Increasing Thermal Efficiency: Methods, Case Studies, and Integration of Heat Exchangers with Renewable Energy Sources and Heat Pumps for Desalination

The article presents an overview of modern analytical methods and experimental studies on the use of heat exchangers as part of different schemes, as well as technologies that increase the efficiency of heat exchangers using renewable energy sources. The main types of heat exchangers, and the principles of their operation, are considered. In addition, modern technologies for increasing the efficiency of heat exchangers through design are described. The practical experience of using plate heat exchangers in industry has been studied. An overview of the software development that is used in the design and optimization of heat exchange devices, as well as for the improvement of their energy efficiency, is presented.

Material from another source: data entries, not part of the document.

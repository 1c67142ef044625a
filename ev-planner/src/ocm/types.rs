//! Open Charge Map POI DTOs.
//!
//! The `/v3/poi` endpoint returns a bare JSON array. Every field is treated
//! as optional: registry entries are community maintained and frequently
//! incomplete.

use serde::Deserialize;

/// One point of interest (a charging site).
#[derive(Debug, Clone, Default, Deserialize)]
#[serde(rename_all = "PascalCase")]
pub struct PoiDto {
    pub address_info: Option<AddressInfo>,

    #[serde(default, deserialize_with = "null_as_empty")]
    pub connections: Vec<ConnectionDto>,

    pub status_type: Option<StatusType>,
}

/// Location and naming for a POI.
#[derive(Debug, Clone, Default, Deserialize)]
#[serde(rename_all = "PascalCase")]
pub struct AddressInfo {
    pub title: Option<String>,
    pub latitude: Option<f64>,
    pub longitude: Option<f64>,
    pub address_line1: Option<String>,
}

/// A single charging connection at a site.
#[derive(Debug, Clone, Default, Deserialize)]
#[serde(rename_all = "PascalCase")]
pub struct ConnectionDto {
    #[serde(rename = "PowerKW")]
    pub power_kw: Option<f64>,
    pub connection_type: Option<ConnectionType>,
}

/// Plug standard of a connection.
#[derive(Debug, Clone, Default, Deserialize)]
#[serde(rename_all = "PascalCase")]
pub struct ConnectionType {
    pub title: Option<String>,
}

/// Operational status of a site.
#[derive(Debug, Clone, Default, Deserialize)]
#[serde(rename_all = "PascalCase")]
pub struct StatusType {
    pub is_operational: Option<bool>,
}

/// The registry sends `"Connections": null` for some sites.
fn null_as_empty<'de, D, T>(deserializer: D) -> Result<Vec<T>, D::Error>
where
    D: serde::Deserializer<'de>,
    T: Deserialize<'de>,
{
    Ok(Option::<Vec<T>>::deserialize(deserializer)?.unwrap_or_default())
}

The presented mathematical models can be used for software that is applicable both to individual segments of plates of heat exchangers and heat exchangers in general, taking into account the dependence of the installation of the entire circuit on environmental parameters and location. In conclusion, recommendations are given for further research directions in the field of using heat exchangers with the inclusion of renewable energy sources. The technique of an energy technology complex, including a heat pump, a photovoltaic panel, and a desalination plant, is presented. The methodology is built around the basic design and energy balance of the complex, and it is also considered from the point of view of the exergetic balance. This allows for the use of additional components, such as a turbo expander for the implementation of the organic Rankine cycle, a wind turbine, and a solar concentrator. This scientific approach can become unified for the design and operation of an energy technology complex. In addition, an exergetic calculation method is presented for a thermal desalination plant operating as part of an energy technology complex with renewable energy sources.